Personal information
- Full name: Vincent Harold White
- Date of birth: 22 October 1897
- Place of birth: Walsall, England
- Date of death: 27 August 1972 (aged 74)
- Place of death: Southampton, England
- Height: 5 ft 9 in (1.75 m)
- Position: Wing half

Senior career*
- Years: Team / Apps / (Gls)
- Erdington
- Wednesbury Old Athletic
- 1921–1923: Birmingham / 2 / (0)
- Ellesmere Port
- Redditch Town
- 1923–1925: Watford / 7 / (1)

= Vincent White (footballer) =

English footballer (1897–1972)

Vincent Harold White (22 October 1897 – 27 August 1972) was an English professional footballer who played as a wing half in the Football League for Birmingham and Watford.

==Life and career==
White was born in 1897 in Walsall, Staffordshire, the son of Joseph White and his wife Emma. Joseph White worked in the brewery trade: he was steward of Walsall Conservative Club before taking over as manager of the New Inn in 1901, a pub previously held by the Welsh international footballer Caesar Jenkyns, and the 1911 Census finds him living in the Erdington district of Birmingham and employed as a brewer's assistant. The 13-year-old Vincent was an office boy at an electrical engineering company. White enlisted in the Machine Gun Corps and served with the 24th Battalion of the London Regiment during the First World War.

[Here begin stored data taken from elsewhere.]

//! Client side of the accrual service's polling protocol.
//!
//! The service answers `429` with a `Retry-After` it expects the caller to
//! honour, `204` while it has not registered the order yet, and `500` when it
//! has failed. Anything else carries an order body.

use super::cancellation::CancellationToken;
use crate::domain::order::{AccrualOrder, OrderNumber};
use crate::domain::ports::{AccrualReply, AccrualTransportRef, SleeperRef};
use crate::error::{LoyaltyError, Result};
use std::time::Duration;
use tracing::{debug, error, info, warn};

/// Wait applied after a `204 No Content`.
pub const NO_CONTENT_DELAY: Duration = Duration::from_secs(1);

/// What the polling loop does after one reply.
#[derive(Debug, PartialEq)]
pub enum Step {
    /// Sleep, then repeat the same request.
    Retry(Duration),
    /// Stop polling and decode the body.
    Decode,
}

/// Classifies a single reply. `500` and a `429` without a usable
/// `Retry-After` are errors.
pub fn next_step(reply: &AccrualReply) -> Result<Step> {
    match reply.status {
        429 => {
            let raw = reply.retry_after.as_deref().ok_or_else(|| {
                LoyaltyError::InternalError("429 without Retry-After header".to_string())
            })?;
            let secs: u64 = raw.trim().parse().map_err(|_| {
                LoyaltyError::InternalError(format!("unparseable Retry-After: {:?}", raw))
            })?;
            Ok(Step::Retry(Duration::from_secs(secs)))
        }
        204 => Ok(Step::Retry(NO_CONTENT_DELAY)),
        500 => Err(LoyaltyError::InternalError(
            "accrual service internal error".to_string(),
        )),
        _ => Ok(Step::Decode),
    }
}

/// Polls the accrual service for one order until it has an answer.
pub struct AccrualClient {
    transport: AccrualTransportRef,
    sleeper: SleeperRef,
}

impl AccrualClient {
    pub fn new(transport: AccrualTransportRef, sleeper: SleeperRef) -> Self {
        Self { transport, sleeper }
    }

    /// Returns the service's view of `number`.
    ///
    /// Rate limits and "not registered yet" replies are absorbed here. The
    /// token is checked before every request and raced against the request
    /// and every sleep; once raised the call returns `Cancelled`.
    pub async fn get_order_info(
        &self,
        number: &OrderNumber,
        cancel: &CancellationToken,
    ) -> Result<AccrualOrder> {
        loop {
            if cancel.is_cancelled() {
                info!(order = %number, "stop polling order");
                return Err(LoyaltyError::Cancelled);
            }

            let reply = tokio::select! {
                biased;
                _ = cancel.cancelled() => return Err(LoyaltyError::Cancelled),
                reply = self.transport.fetch(number) => reply.inspect_err(|e| {
                    error!(order = %number, error = %e, "failed to get order info from accrual service");
                })?,
            };

            match next_step(&reply) {
                Ok(Step::Retry(delay)) => {
                    if reply.status == 429 {
                        warn!(order = %number, retry_after_secs = delay.as_secs(), "rate limited");
                    } else {
                        debug!(order = %number, "order not registered yet");
                    }
                    self.pause(delay, cancel).await?;
                }
                Ok(Step::Decode) => return decode(number, &reply),
                Err(e) => {
                    error!(order = %number, status = reply.status, error = %e, "giving up on order");
                    return Err(e);
                }
            }
        }
    }

    /// Sleeps for `delay` unless cancelled first.
    pub async fn pause(&self, delay: Duration, cancel: &CancellationToken) -> Result<()> {
        tokio::select! {
            biased;
            _ = cancel.cancelled() => Err(LoyaltyError::Cancelled),
            _ = self.sleeper.sleep(delay) => Ok(()),
        }
    }
}

fn decode(number: &OrderNumber, reply: &AccrualReply) -> Result<AccrualOrder> {
    let order: AccrualOrder = serde_json::from_slice(&reply.body).map_err(|e| {
        error!(
            order = %number,
            status = reply.status,
            body = %String::from_utf8_lossy(&reply.body),
            "failed to decode accrual order"
        );
        LoyaltyError::InternalError(format!("undecodable accrual reply: {}", e))
    })?;
    if order.order != number.as_str() {
        warn!(order = %number, reported = %order.order, "accrual service answered for another order");
    }
    debug!(order = %number, status = ?order.status, accrual = ?order.accrual, "order info received");
    Ok(order)
}
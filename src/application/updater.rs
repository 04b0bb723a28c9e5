use crate::domain::ledger::Points;
use crate::domain::order::{AccrualOrder, AccrualStatus, OrderNumber, OrderStatus};
use crate::domain::ports::LedgerStoreRef;
use crate::domain::user::UserId;
use crate::error::Result;
use tracing::{debug, info};

/// Outcome of the order state machine for one accrual answer.
#[derive(Debug, Clone, Copy, PartialEq)]
pub enum Transition {
    /// Nothing to write.
    Stay,
    /// Write `status`; `accrual` is only non-zero for `PROCESSED`.
    Advance { status: OrderStatus, accrual: Points },
}

/// Pure transition function of the order state machine.
///
/// ```text
/// NEW ──► PROCESSING ──► PROCESSED (credit once)
///              │
///              └──────► INVALID
/// ```
/// REGISTERED and PROCESSING answers keep the order in PROCESSING. Terminal
/// orders never move.
pub fn transition(
    current: OrderStatus,
    external: AccrualStatus,
    accrual: Option<Points>,
) -> Transition {
    let next = match external {
        AccrualStatus::Registered | AccrualStatus::Processing => OrderStatus::Processing,
        AccrualStatus::Invalid => OrderStatus::Invalid,
        AccrualStatus::Processed => OrderStatus::Processed,
    };
    if !current.can_advance_to(next) {
        return Transition::Stay;
    }
    let accrual = match next {
        OrderStatus::Processed => accrual.unwrap_or(Points::ZERO),
        _ => Points::ZERO,
    };
    Transition::Advance {
        status: next,
        accrual,
    }
}

/// Applies accrual answers to the ledger, one store transaction per answer.
///
/// Safe to call repeatedly with the same answer: the store refuses to move an
/// order out of a terminal status, so a balance is credited at most once.
#[derive(Clone)]
pub struct LedgerUpdater {
    store: LedgerStoreRef,
}

impl LedgerUpdater {
    pub fn new(store: LedgerStoreRef) -> Self {
        Self { store }
    }

    /// NEW → PROCESSING when reconciliation starts. Returns the resulting status.
    pub async fn mark_processing(&self, user_id: UserId, number: &OrderNumber) -> Result<OrderStatus> {
        let order = self.store.get_order(user_id, number).await?;
        if order.status != OrderStatus::New {
            return Ok(order.status);
        }
        self.store
            .update_order(user_id, number, OrderStatus::Processing, Points::ZERO)
            .await?;
        debug!(order = %number, "order moved to PROCESSING");
        Ok(OrderStatus::Processing)
    }

    /// Merges one accrual answer and returns the order's resulting status.
    pub async fn apply(
        &self,
        user_id: UserId,
        number: &OrderNumber,
        answer: &AccrualOrder,
    ) -> Result<OrderStatus> {
        let order = self.store.get_order(user_id, number).await?;
        match transition(order.status, answer.status, answer.accrual) {
            Transition::Stay => Ok(order.status),
            Transition::Advance { status, accrual } => {
                let changed = self
                    .store
                    .update_order(user_id, number, status, accrual)
                    .await?;
                if changed {
                    info!(order = %number, user = %user_id, %status, %accrual, "order updated");
                    Ok(status)
                } else {
                    // Lost a race with another writer; report what is stored.
                    Ok(self.store.get_order(user_id, number).await?.status)
                }
            }
        }
    }
}
pub mod clock;
pub mod http;
pub mod in_memory;
#[cfg(feature = "storage-rocksdb")]
pub mod rocksdb;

He had played football for his battalion team during the war, and once demobilised, played amateur football for Erdington before turning professional, first with Wednesbury Old Athletic and then in 1921 with Birmingham. A defensive wing half whose strength was his tackling, White made his debut in the First Division on 8 April 1922, deputising for Percy Barton in a 2–1 defeat away at Tottenham Hotspur, and played in the next game, but lost his place once Barton was available for selection again. Despite having played League football, he was selected for and played in a junior international between the Birmingham Association and the Scottish Junior XI at Aberdeen on 22 April. He spent time at non-league clubs Ellesmere Port and Redditch Town before joining Watford, for whom he played seven Third Division South matches in the first of two seasons with the club.

White married Lily Laura Edge in 1930. The 1939 Register finds White working as a spray-painting foreman and living in Erdington with Lily and a school-age child. He was resident in the Bassett district of Southampton at the time of his death in the city in 1972 aged 74.